General

Inspirational foster carer

Amidst a sea of children’s toys in a room lined with family photographs, Geraldine Punch sits happily in her favourite chair.

Five young Aboriginal boys sit side by side on the couch next to her in their home in eastern Perth.

Geraldine is a Noongar woman who is a foster carer for Noongar children.

“Mum, I’m going to the skate park,” one of the boys calls out, making his way out the front door.

Geraldine sits near a bookshelf filled with photographs of her children and family.

Geraldine sits near a bookshelf filled with photographs of her children and family.

Ms Punch says all her foster children call her ‘mum’, except Sebastian and Warren. To Warren, she is ‘aunty’, and to Sebastian she is ‘nan’.

More than half the children in foster care in Western Australia are Aboriginal children.

The Department of Child Protection and Family Support General Manager Emma White says the department gives priority to providing Aboriginal and Torres Straits Islander carers for such children.

“This gives recognition to an Aboriginal child’s right to be raised in their own culture and the importance and value of family, extended family, kinship networks and community in raising Aboriginal children,” Ms White says.

Ms Punch is the sister of wrestler Neil Coyne or NC Viper as he is known in the ring.

Mr Coyne knows the importance of culture and community to young Aboriginal people and has run programs with the department.

He also runs his own workshops encouraging the practice of culture.

“My greatest motivation at the moment is kids,” he says.

“I want them to embrace who they are and share their culture.

“It helps to know who you are and where you come from.

“They are always important factors.”

Mr Coyne praises his sister’s work as a carer.

“These young men, she is doing a wonderful job with all of them,” he says.

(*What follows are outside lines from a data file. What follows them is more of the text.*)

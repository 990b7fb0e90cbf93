//! # xmlmap
//!
//! Declarative conversion of XML documents into JSON records.
//!
//! A mapping specification describes where each output field lives in the document
//! as XPath expressions; the engine evaluates it once per record node:
//! - **spec**: parsing and validation of the specification tree
//! - **query**: path evaluation against a parsed document and a namespace table
//! - **engine**: the recursive mapping of a specification onto context nodes
//! - **filter**: removal of null and empty values from produced records
//! - **transformer**: the entry point binding a document source to a specification
//! - **config**: JSON configuration files for the command-line tool
//!
//! ```no_run
//! use serde_json::json;
//! use xmlmap::{Namespaces, Specification, Transformer};
//!
//! let spec = Specification::from_value(&json!({
//!     "id": { "path": ".//oai:identifier/text()", "repeatable": true }
//! }))?;
//! let namespaces = Namespaces::new().with("oai", "http://www.openarchives.org/OAI/2.0/");
//! let mut transformer = Transformer::new(spec, "//oai:record", namespaces);
//! let records = transformer.bind_file("records.xml").transform_all()?;
//! # Ok::<(), Box<dyn std::error::Error>>(())
//! ```

// Re-export algorithm crates
pub use xmlmap_xpath1 as xpath;

pub mod config;
pub mod document;
pub mod engine;
pub mod error;
pub mod filter;
pub mod query;
pub mod spec;
pub mod transformer;

pub use config::MappingConfig;
pub use document::{DocumentSource, XmlDocument, XmlNode};
pub use engine::{transform_all, transform_first};
pub use error::{SpecError, TransformError};
pub use filter::{prune, prune_records};
pub use query::QueryContext;
pub use spec::{SpecNode, Specification};
pub use transformer::Transformer;
pub use xpath::Namespaces;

Ms Punch encourages the children in her care to take up an interest in their culture but does not force it on them.

“They’re at the age now when girls are more the topic,” she jokes.

One of the boys in her care, Arnold, is involved in traditional dancing.

Arnold has danced in school functions, at local football games and at NAIDOC week celebrations.

She proudly tells of her granddaughter who has pursued Aboriginal studies at university.

“Nevae, she is going to university now and she is going to learn Aboriginal language … the Noongar language around this area,” she says.

Ms White says maintaining a child’s connection to family, friends and culture is a priority when placing Aboriginal children with foster carers.

Currently, 66 per cent of Western Australian Aboriginal children in foster care are under the care of relatives, their Aboriginal community or other Aboriginal people.

“Relative care arrangements help maintain better contact with family and friends, preserve cultural identity and a sense of belonging and provide continuity and stability for children in care,” Ms White says.

“Maintaining cultural identity and sense of belonging supports healing from traumatic experiences.

“Generally children who come into care have experienced significant harm and traumatic experiences, abuse and neglect of various forms,” she says.

When she was 14, Ms Punch’s brothers and sisters were taken to Roelands mission.

“1977 … my other six siblings were all taken away …, ” she says.

Once separated from her brothers and sisters, she started hitchhiking and stayed out of the missions by finding odd jobs.

“I came up here [Perth], lived on the streets, slept in parks, lived with other kids in one room, all that kind of stuff.

“I did that for four years straight.”

She says her experience of living alone, without parents or family, influenced her decision to foster children.

“Separating from mum, living on the streets and making new friends there, made me realise the amount of kids that need a home,” she says.

Ms Punch says her mother inspired her into foster care.

“This here what I do is something of my mum,” she says.

“We lived on a reserve in a tin shed and I could always remember mum always having lots of kids all our cousins.”

Her mother fought to get her children back and when she finally did, she also started to foster other children in need.

“She got a few young boys … I have photos of mum when she turned 50 with the biggest mob of kids or [at] some little kid’s birthday and mums sitting with all the kids around her.”

Her mother still had a 19-year-old woman under her care when she died last year.

Ms Punch’s family has warned her to stop taking on so many children as she gets older.

“They keep saying to me ‘Don’t have any more kids now, look after yourself’… but I just feel I am here for that very purpose,” she says.

“I can’t give them very much but myself … If they can get a job and be strong people, honest working class people that is all I ask for.

“I think I’ve just got the need to see little people do something good in their life.”